AccueilNews

Comment des vignerons en Ardèche ont redonné vie à un cépage oublié

Publié le

par Konbini Food

© Vignerons Ardéchois

Le Chatus est un cépage unique et autochtone, souvent surnommé la "Monnaie d'or".

C’est une petite révolution dans le Piémont Cévenol, en Ardèche. Dans ces terres au patrimoine viticole unique, un cépage oublié a refait surface, donnant lieu à une cuvée rare et exceptionnelle : le Chatus. Au fil des époques, ce dernier a vécu les plus grandes gloires et les plus terribles désillusions. Cépage majoritaire et omniprésent dans la région au début du XIXe siècle, le Chatus – également considéré comme l’un des plus anciens cépages français avec le pinot noir – a commencé à péricliter au milieu de ce même siècle. La faute à une crise sanitaire qui a bousculé le paysage viticole européen et à plusieurs épidémies venues ravager les vignobles.

Le Chatus est alors abandonné et boudé au profit de variétés plus résistantes aux maladies. Seuls quelques pieds vont être conservés in extremis dans les Cévennes ardéchoises par des vignerons de Vernon. Le Chatus est alors greffé à d’autres vignes dès 1883 afin de préserver et de sauvegarder ce cépage unique et ancien, typique de l’Ardèche. Problème : le nom de Chatus n’est pas déclaré lors de la création d’un nouveau répertoire des cépages français en 1950… et disparaît. Il aura fallu de nombreuses démarches pour qu’il récupère sa place et son rang.

Lettres de noblesse

Aujourd’hui, l’Ardèche compte 63 hectares de Chatus, dont le plus ancien se trouve sur les hauteurs de la commune de Vernon. "Le cépage s’exprime sur des sols de grès, peu propices aux tannins, car il est naturellement tannique. Il est traditionnellement cultivé sur des 'faïsses' ou terrasses aménagées, qui sculptent le paysage des Cévennes ardéchoises", explique un représentant des Vignerons ardéchois, un groupement de vignerons de la région, qui cultive la moitié de la surface actuellement dédiée au Chatus.

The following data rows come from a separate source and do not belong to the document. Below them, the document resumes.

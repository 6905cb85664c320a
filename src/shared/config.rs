//! Application configuration. Bot credentials, engine timings, pool sizes, paths.
//!
//! Loaded once at startup and immutable for the process lifetime.

use crate::domain::DomainError;
use crate::shared::backoff::Backoff;
use serde::Deserialize;
use std::path::PathBuf;
use std::time::Duration;

pub const DEFAULT_API_BASE_URL: &str = "https://api.telegram.org";

/// How long an idle per-chat lane lingers before its task is torn down.
pub const LANE_IDLE_TIMEOUT: Duration = Duration::from_secs(30);

#[derive(Debug, Deserialize, Default, Clone)]
pub struct AppConfig {
    /// Bot API token. Read from TG_LANES_BOT_TOKEN or TELEGRAM_BOT_TOKEN.
    #[serde(default)]
    pub bot_token: Option<String>,

    /// Bot API base URL (override for local Bot API servers).
    #[serde(default)]
    pub api_base_url: Option<String>,

    /// Long-poll wait in seconds for getUpdates.
    #[serde(default)]
    pub poll_timeout_secs: Option<u64>,

    #[serde(default)]
    pub handler_deadline_secs: Option<u64>,

    /// Sessions idle longer than this are evicted.
    #[serde(default)]
    pub session_ttl_secs: Option<u64>,

    #[serde(default)]
    pub sweep_interval_secs: Option<u64>,

    /// Max chats processed concurrently.
    #[serde(default)]
    pub worker_pool_size: Option<usize>,

    /// Max chats delivering outbound actions concurrently.
    #[serde(default)]
    pub outbound_concurrency: Option<usize>,

    #[serde(default)]
    pub outbound_retry_base_ms: Option<u64>,

    #[serde(default)]
    pub outbound_retry_cap_ms: Option<u64>,

    #[serde(default)]
    pub outbound_max_attempts: Option<u32>,

    #[serde(default)]
    pub outbound_attempt_timeout_secs: Option<u64>,

    #[serde(default)]
    pub drain_grace_secs: Option<u64>,

    /// Handler re-runs allowed after a session write conflict.
    #[serde(default)]
    pub conflict_retries: Option<u32>,

    /// Directory for users.db and watermark.json.
    #[serde(default)]
    pub data_dir: Option<String>,

    /// Optional log file (in addition to stderr).
    #[serde(default)]
    pub log_file: Option<String>,
}

impl AppConfig {
    pub fn load() -> Result<Self, config::ConfigError> {
        dotenv::dotenv().ok();
        let mut c = config::Config::builder();
        c = c.add_source(config::Environment::with_prefix("TG_LANES"));
        if let Ok(path) = std::env::var("TG_LANES_CONFIG") {
            c = c.add_source(config::File::with_name(&path));
        }
        let mut cfg: Self = c.build()?.try_deserialize()?;
        // TELEGRAM_BOT_TOKEN is read directly (no prefix) so existing deployments keep working
        if cfg.bot_token.is_none() {
            cfg.bot_token = std::env::var("TELEGRAM_BOT_TOKEN")
                .ok()
                .filter(|t| !t.trim().is_empty());
        }
        Ok(cfg)
    }

    pub fn api_base_url_or_default(&self) -> String {
        self.api_base_url
            .clone()
            .unwrap_or_else(|| DEFAULT_API_BASE_URL.to_string())
    }

    /// Long-poll wait. Defaults to 30s.
    pub fn poll_timeout_secs_or_default(&self) -> u64 {
        self.poll_timeout_secs.unwrap_or(30)
    }

    pub fn handler_deadline_secs_or_default(&self) -> u64 {
        self.handler_deadline_secs.unwrap_or(10)
    }

    /// Defaults to 24h.
    pub fn session_ttl_secs_or_default(&self) -> u64 {
        self.session_ttl_secs.unwrap_or(24 * 60 * 60)
    }

    pub fn sweep_interval_secs_or_default(&self) -> u64 {
        self.sweep_interval_secs.unwrap_or(300)
    }

    pub fn worker_pool_size_or_default(&self) -> usize {
        self.worker_pool_size.unwrap_or(16)
    }

    pub fn outbound_concurrency_or_default(&self) -> usize {
        self.outbound_concurrency.unwrap_or(8)
    }

    pub fn outbound_max_attempts_or_default(&self) -> u32 {
        self.outbound_max_attempts.unwrap_or(5)
    }

    pub fn outbound_attempt_timeout_secs_or_default(&self) -> u64 {
        self.outbound_attempt_timeout_secs.unwrap_or(10)
    }

    pub fn drain_grace_secs_or_default(&self) -> u64 {
        self.drain_grace_secs.unwrap_or(30)
    }

    pub fn conflict_retries_or_default(&self) -> u32 {
        self.conflict_retries.unwrap_or(3)
    }

    pub fn data_dir_or_default(&self) -> PathBuf {
        PathBuf::from(self.data_dir.as_deref().unwrap_or("./data"))
    }

    pub fn log_file(&self) -> Option<PathBuf> {
        self.log_file.as_deref().map(PathBuf::from)
    }

    /// Typed engine settings. Rejects values the engine cannot run with.
    pub fn engine_config(&self) -> Result<EngineConfig, DomainError> {
        let defaults = Backoff::delivery();
        let retry = Backoff::new(
            self.outbound_retry_base_ms
                .map_or(defaults.base, Duration::from_millis),
            self.outbound_retry_cap_ms
                .map_or(defaults.cap, Duration::from_millis),
        );
        let cfg = EngineConfig {
            poll_timeout: Duration::from_secs(self.poll_timeout_secs_or_default()),
            handler_deadline: Duration::from_secs(self.handler_deadline_secs_or_default()),
            session_ttl: Duration::from_secs(self.session_ttl_secs_or_default()),
            sweep_interval: Duration::from_secs(self.sweep_interval_secs_or_default()),
            worker_pool_size: self.worker_pool_size_or_default(),
            conflict_retries: self.conflict_retries_or_default(),
            drain_grace: Duration::from_secs(self.drain_grace_secs_or_default()),
            lane_idle: LANE_IDLE_TIMEOUT,
            source_backoff: Backoff::reconnect(),
            outbound: OutboundPolicy {
                concurrency: self.outbound_concurrency_or_default(),
                retry,
                max_attempts: self.outbound_max_attempts_or_default(),
                attempt_timeout: Duration::from_secs(
                    self.outbound_attempt_timeout_secs_or_default(),
                ),
                dedup_ttl: DEFAULT_DEDUP_TTL,
            },
        };
        cfg.validate()?;
        Ok(cfg)
    }
}

/// How long delivered idempotency keys are remembered.
pub const DEFAULT_DEDUP_TTL: Duration = Duration::from_secs(24 * 60 * 60);

/// Outbound retry policy and delivery limits.
#[derive(Debug, Clone)]
pub struct OutboundPolicy {
    pub concurrency: usize,
    pub retry: Backoff,
    /// Total attempts per action, including the first.
    pub max_attempts: u32,
    pub attempt_timeout: Duration,
    pub dedup_ttl: Duration,
}

impl Default for OutboundPolicy {
    fn default() -> Self {
        Self {
            concurrency: 8,
            retry: Backoff::delivery(),
            max_attempts: 5,
            attempt_timeout: Duration::from_secs(10),
            dedup_ttl: DEFAULT_DEDUP_TTL,
        }
    }
}

/// Engine settings with typed durations.
#[derive(Debug, Clone)]
pub struct EngineConfig {
    pub poll_timeout: Duration,
    pub handler_deadline: Duration,
    pub session_ttl: Duration,
    pub sweep_interval: Duration,
    pub worker_pool_size: usize,
    pub conflict_retries: u32,
    pub drain_grace: Duration,
    pub lane_idle: Duration,
    pub source_backoff: Backoff,
    pub outbound: OutboundPolicy,
}

impl Default for EngineConfig {
    fn default() -> Self {
        Self {
            poll_timeout: Duration::from_secs(30),
            handler_deadline: Duration::from_secs(10),
            session_ttl: Duration::from_secs(24 * 60 * 60),
            sweep_interval: Duration::from_secs(300),
            worker_pool_size: 16,
            conflict_retries: 3,
            drain_grace: Duration::from_secs(30),
            lane_idle: LANE_IDLE_TIMEOUT,
            source_backoff: Backoff::reconnect(),
            outbound: OutboundPolicy::default(),
        }
    }
}

impl EngineConfig {
    pub fn validate(&self) -> Result<(), DomainError> {
        if self.worker_pool_size == 0 {
            return Err(DomainError::Config("worker_pool_size must be > 0".into()));
        }
        if self.outbound.concurrency == 0 {
            return Err(DomainError::Config("outbound_concurrency must be > 0".into()));
        }
        if self.outbound.max_attempts == 0 {
            return Err(DomainError::Config("outbound_max_attempts must be > 0".into()));
        }
        if self.handler_deadline.is_zero() {
            return Err(DomainError::Config("handler_deadline_secs must be > 0".into()));
        }
        if self.sweep_interval.is_zero() {
            return Err(DomainError::Config("sweep_interval_secs must be > 0".into()));
        }
        Ok(())
    }
}

#[cfg(test)]
mod tests {
    use super::*;

    #[test]
    fn test_defaults_match_documented_values() {
        let cfg = AppConfig::default().engine_config().unwrap();
        assert_eq!(cfg.handler_deadline, Duration::from_secs(10));
        assert_eq!(cfg.session_ttl, Duration::from_secs(86_400));
        assert_eq!(cfg.drain_grace, Duration::from_secs(30));
        assert_eq!(cfg.conflict_retries, 3);
        assert_eq!(cfg.outbound.max_attempts, 5);
        assert_eq!(cfg.outbound.retry, Backoff::delivery());
        assert_eq!(cfg.source_backoff, Backoff::reconnect());
    }

    #[test]
    fn test_zero_pool_rejected() {
        let app = AppConfig {
            worker_pool_size: Some(0),
            ..Default::default()
        };
        assert!(matches!(app.engine_config(), Err(DomainError::Config(_))));
    }

    #[test]
    fn test_retry_overrides() {
        let app = AppConfig {
            outbound_retry_base_ms: Some(100),
            outbound_retry_cap_ms: Some(1_000),
            ..Default::default()
        };
        let cfg = app.engine_config().unwrap();
        assert_eq!(cfg.outbound.retry.base, Duration::from_millis(100));
        assert_eq!(cfg.outbound.retry.cap, Duration::from_secs(1));
    }
}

Le Chatus est connu comme un cépage rouge tardif et offre des grappes qui peuvent aller jusqu’à un kilo. Après une récolte à la main, le raisin est soumis à une vinification traditionnelle avec une macération longue et une fermentation malolactique, qui permet d’extraire toute la complexité du cépage. Enfin, c’est un élevage en fût de chêne qui permet d’assouplir la structure tannique de ce vin puissant.

"La palette aromatique du Chatus est complexe : les notes dominantes sont la nèfle et les fruits surmûris, voire confits (pâte de coing, figue, pruneaux à l’alcool), puis viennent les notes empyreumatiques (tabac, café), avec une touche de vanille, de cannelle et de poivre. La bouche est puissante et structurée, dotée d’une solide acidité et riche en tannins", expliquent les Vignerons ardéchois. Le Chatus est un vin dit "de garde". Il commence à s’exprimer au bout de trois ans et donne toute son ampleur entre cinq et dix ans.